Since its launch in the United States in July, the company has been under intense scrutiny.
Beijing vowed a crackdown on technology businesses that list overseas just days after their initial public offering (IPO).
The US Securities and Exchange Commission (SEC) announced stringent new regulations for Chinese companies that list in the United States earlier on Thursday.
The business claimed on Weibo, China’s Twitter-like microblogging network, that “after rigorous investigation, the company will immediately begin delisting from the New York stock market and begin preparations for listing in Hong Kong.”
Didi stated in a separate English-language statement that its board had authorized the move, and that “at an appropriate time in the future, the firm will organize a shareholders meeting to vote on the aforementioned item, following proper processes.”
Didi, China’s counterpart to Uber, raised $4.4 billion (£3.3 billion) in its New York IPO at the end of June.
However, investors considered concerns about tensions between Washington and Beijing, as well as objections highlighted by US authorities about some Chinese corporations’ financial disclosures, on the opening day of trade.
Within days, China’s internet regulator ordered online businesses to stop selling Didi’s app, claiming that it improperly acquired personal data from customers.
The Chinese Cyberspace Administration (CAC) stated it was looking into the company to safeguard “national security and the public interest.”
“The business will endeavor to fix any faults, strengthen its risk prevention knowledge and technology skills, protect users’ privacy and data security, and continue to deliver secure and easy services to its consumers,” Didi stated in a statement in response.
Didi also stated that removing its app from Chinese app stores will have a negative impact on revenue.
Regulators in the United States and Europe have put pressure on Didi, as they have on many other Chinese technology businesses.
The US Securities and Exchange Commission announced on Thursday that it has finalized guidelines that would allow US-listed international businesses to be delisted if their auditors do not comply with authorities’ demands for information.

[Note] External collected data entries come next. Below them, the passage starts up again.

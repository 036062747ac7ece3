//! Postgres store integration tests.
//!
//! Run only when `DATABASE_URL` points at a disposable database.

use std::sync::Arc;

use creditledger_common::{ClientId, EntryDraft, LedgerError};
use creditledger_ledger::{
    EngineConfig, LedgerStore, PgStoreSettings, PostgresStore, TransactionEngine,
};
use sqlx::PgPool;

async fn setup(limit: i64) -> Option<(PgPool, ClientId, TransactionEngine)> {
    let Ok(url) = std::env::var("DATABASE_URL") else {
        eprintln!("DATABASE_URL not set, skipping");
        return None;
    };

    let pool = PgPool::connect(&url).await.unwrap();
    let store = PostgresStore::from_pool(pool.clone());
    store.migrate().await.unwrap();
    let raw_id: i32 = sqlx::query_scalar(
        "INSERT INTO clients (id, limit_cents) SELECT COALESCE(MAX(id), 0) + 1, $1 FROM clients RETURNING id",
    )
    .bind(limit)
    .fetch_one(&pool)
    .await
    .unwrap();

    let engine = TransactionEngine::new(Arc::new(store), EngineConfig::default());
    Some((pool, ClientId::new(raw_id).unwrap(), engine))
}

async fn teardown(pool: &PgPool, client_id: ClientId) {
    sqlx::query("DELETE FROM entries WHERE client_id = $1")
        .bind(client_id.get())
        .execute(pool)
        .await
        .unwrap();
    sqlx::query("DELETE FROM clients WHERE id = $1")
        .bind(client_id.get())
        .execute(pool)
        .await
        .unwrap();
}

#[tokio::test]
async fn test_postgres_worked_example() {
    let Some((pool, client, engine)) = setup(1000).await else {
        return;
    };

    let after = engine
        .submit_entry(client, &EntryDraft::parse(500, "d", "rent").unwrap())
        .await
        .unwrap();
    assert_eq!(after.balance, -500);

    let err = engine
        .submit_entry(client, &EntryDraft::parse(600, "d", "too much").unwrap())
        .await
        .unwrap_err();
    assert!(matches!(err, LedgerError::LimitExceeded { .. }));

    engine
        .submit_entry(client, &EntryDraft::parse(300, "c", "salary").unwrap())
        .await
        .unwrap();

    let statement = engine.get_statement(client).await.unwrap();
    assert_eq!(statement.balance.total, -200);
    assert_eq!(statement.entries.len(), 2);
    assert_eq!(statement.entries[0].description.as_str(), "salary");

    let audit = engine.verify_client(client).await.unwrap();
    assert!(audit.is_consistent());

    teardown(&pool, client).await;
    engine.store().close().await;
}

#[tokio::test(flavor = "multi_thread", worker_threads = 4)]
async fn test_postgres_concurrent_debits_serialized() {
    let Some((pool, client, engine)) = setup(1000).await else {
        return;
    };
    let engine = Arc::new(engine);

    let handles: Vec<_> = (0..8)
        .map(|_| {
            let engine = engine.clone();
            tokio::spawn(async move {
                engine
                    .submit_entry(client, &EntryDraft::parse(300, "d", "race").unwrap())
                    .await
            })
        })
        .collect();

    let mut accepted = 0;
    for handle in handles {
        if handle.await.unwrap().is_ok() {
            accepted += 1;
        }
    }
    assert_eq!(accepted, 3);

    let audit = engine.verify_client(client).await.unwrap();
    assert_eq!(audit.balance.balance, -900);
    assert!(audit.is_consistent());

    teardown(&pool, client).await;
}

#[tokio::test]
async fn test_postgres_connect_with_settings() {
    let Ok(url) = std::env::var("DATABASE_URL") else {
        eprintln!("DATABASE_URL not set, skipping");
        return;
    };

    let settings = PgStoreSettings {
        database_url: url,
        ..PgStoreSettings::default()
    };
    let store = PostgresStore::connect(&settings).await.unwrap();
    store.migrate().await.unwrap();

    let missing = ClientId::new(i32::MAX).unwrap();
    assert!(store.read_client(missing).await.unwrap().is_none());
    assert!(store.audit_client(missing).await.unwrap().is_none());
    store.close().await;
}
//! Server lifecycle states.

/// Operational state of the ledger service.
#[derive(Debug, Clone, Copy, PartialEq, Eq)]
pub enum ServiceState {
    /// Store is opening.
    Starting,
    /// Accepting requests.
    Running,
    /// Draining in-flight requests, refusing new ones.
    ShuttingDown,
    /// Store closed.
    Stopped,
}

impl ServiceState {
    /// Check if new requests are accepted.
    pub fn accepts_requests(&self) -> bool {
        matches!(self, ServiceState::Running)
    }

    /// Check if the service is in a terminal state.
    pub fn is_terminal(&self) -> bool {
        matches!(self, ServiceState::Stopped)
    }
}
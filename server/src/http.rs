//! HTTP boundary.
//!
//! | Route | Response |
//! |---|---|
//! | `POST /clients/:client_id/transactions` | `{"limit", "balance"}` |
//! | `GET /clients/:client_id/statement` | `{"balance", "latest_transactions"}` |
//! | `GET /health` | `{"ok": true}` |
//! | `GET /metrics` | Prometheus text |
//!
//! Unknown clients map to 404. Limit breaches and every kind of malformed
//! input map to 422. Store failures, timeouts and shutdown map to 503.

use std::sync::Arc;

use axum::extract::rejection::{JsonRejection, PathRejection};
use axum::extract::{Path, State};
use axum::http::{header, StatusCode};
use axum::response::{IntoResponse, Response};
use axum::routing::{get, post};
use axum::{Json, Router};
use serde::{Deserialize, Serialize};
use serde_json::json;

use creditledger_common::{to_iso8601, Entry, LedgerError, Statement};

use crate::service::{LedgerService, ServiceError};

/// Body of `POST /clients/:client_id/transactions`.
#[derive(Debug, Deserialize)]
pub struct TransactionRequest {
    pub value: i64,
    #[serde(rename = "type")]
    pub kind: String,
    pub description: String,
}

/// Balance after a committed entry.
#[derive(Debug, Serialize)]
pub struct TransactionResponse {
    pub limit: i64,
    pub balance: i64,
}

#[derive(Debug, Serialize)]
pub struct StatementBalance {
    pub total: i64,
    pub limit: i64,
    pub date: String,
}

#[derive(Debug, Serialize)]
pub struct StatementTransaction {
    pub value: i64,
    #[serde(rename = "type")]
    pub kind: &'static str,
    pub description: String,
    pub executed_at: String,
}

#[derive(Debug, Serialize)]
pub struct StatementResponse {
    pub balance: StatementBalance,
    pub latest_transactions: Vec<StatementTransaction>,
}

impl From<&Entry> for StatementTransaction {
    fn from(entry: &Entry) -> Self {
        Self {
            value: entry.amount.get(),
            kind: entry.kind.code(),
            description: entry.description.as_str().to_string(),
            executed_at: to_iso8601(entry.recorded_at),
        }
    }
}

impl From<Statement> for StatementResponse {
    fn from(statement: Statement) -> Self {
        Self {
            balance: StatementBalance {
                total: statement.balance.total,
                limit: statement.balance.limit,
                date: to_iso8601(statement.balance.as_of),
            },
            latest_transactions: statement.entries.iter().map(Into::into).collect(),
        }
    }
}

/// Build the application router.
pub fn router(service: Arc<LedgerService>) -> Router {
    Router::new()
        .route("/health", get(health))
        .route("/metrics", get(metrics))
        .route("/clients/:client_id/transactions", post(submit_transaction))
        .route("/clients/:client_id/statement", get(statement))
        .with_state(service)
}

pub fn json_error(
    status: StatusCode,
    code: &'static str,
    message: impl Into<String>,
) -> Response {
    (
        status,
        Json(json!({
            "error": code,
            "message": message.into(),
        })),
    )
        .into_response()
}

fn status_for(error: &LedgerError) -> StatusCode {
    match error {
        LedgerError::ClientNotFound(_) => StatusCode::NOT_FOUND,
        LedgerError::LimitExceeded { .. } | LedgerError::Validation { .. } => {
            StatusCode::UNPROCESSABLE_ENTITY
        }
        LedgerError::Store(_) | LedgerError::Timeout(_) => StatusCode::SERVICE_UNAVAILABLE,
    }
}

impl IntoResponse for ServiceError {
    fn into_response(self) -> Response {
        match self {
            ServiceError::Unavailable(_) => json_error(
                StatusCode::SERVICE_UNAVAILABLE,
                "UNAVAILABLE",
                self.to_string(),
            ),
            ServiceError::Ledger(e) => json_error(status_for(&e), e.error_code(), e.to_string()),
        }
    }
}

fn reject(service: &LedgerService, field: &str, message: String) -> Response {
    let error = LedgerError::validation(field, message);
    service.record_rejected(&error);
    ServiceError::Ledger(error).into_response()
}

fn reject_submission(service: &LedgerService, field: &str, message: String) -> Response {
    let error = LedgerError::validation(field, message);
    service.record_rejected_submission(&error);
    ServiceError::Ledger(error).into_response()
}

async fn health() -> Json<serde_json::Value> {
    Json(json!({ "ok": true }))
}

async fn metrics(State(service): State<Arc<LedgerService>>) -> Response {
    (
        [(header::CONTENT_TYPE, "text/plain; version=0.0.4")],
        service.metrics().to_prometheus(),
    )
        .into_response()
}

async fn submit_transaction(
    State(service): State<Arc<LedgerService>>,
    client_id: Result<Path<i32>, PathRejection>,
    body: Result<Json<TransactionRequest>, JsonRejection>,
) -> Response {
    let Path(client_id) = match client_id {
        Ok(path) => path,
        Err(rejection) => return reject_submission(&service, "client_id", rejection.body_text()),
    };
    let Json(body) = match body {
        Ok(body) => body,
        Err(rejection) => return reject_submission(&service, "body", rejection.body_text()),
    };

    match service
        .submit_entry(client_id, body.value, &body.kind, body.description)
        .await
    {
        Ok(after) => Json(TransactionResponse {
            limit: after.limit,
            balance: after.balance,
        })
        .into_response(),
        Err(e) => e.into_response(),
    }
}

async fn statement(
    State(service): State<Arc<LedgerService>>,
    client_id: Result<Path<i32>, PathRejection>,
) -> Response {
    let Path(client_id) = match client_id {
        Ok(path) => path,
        Err(rejection) => return reject(&service, "client_id", rejection.body_text()),
    };

    match service.statement(client_id).await {
        Ok(statement) => Json(StatementResponse::from(statement)).into_response(),
        Err(e) => e.into_response(),
    }
}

After Chinese officials consistently rebuffed demands from US authorities to check the finances of Chinese enterprises that list and trade in the US, the law was approved in 2020.
Meanwhile, a business insider informed the BBC in August that plans to debut in the UK and continental Europe had been shelved.
It had intended to launch services throughout Western Europe, including major British cities.
With a stake of more over 20% in Didi, Japan’s SoftBank is the company’s largest single investor. Alibaba and Tencent, two Chinese technological behemoths, are also on board.
As a consequence of Didi’s acquisition of Uber China in 2016, Uber now owns an interest in the company.
Since debuting on the New York Stock Exchange, Didi Global shares have lost more than 40% of their value.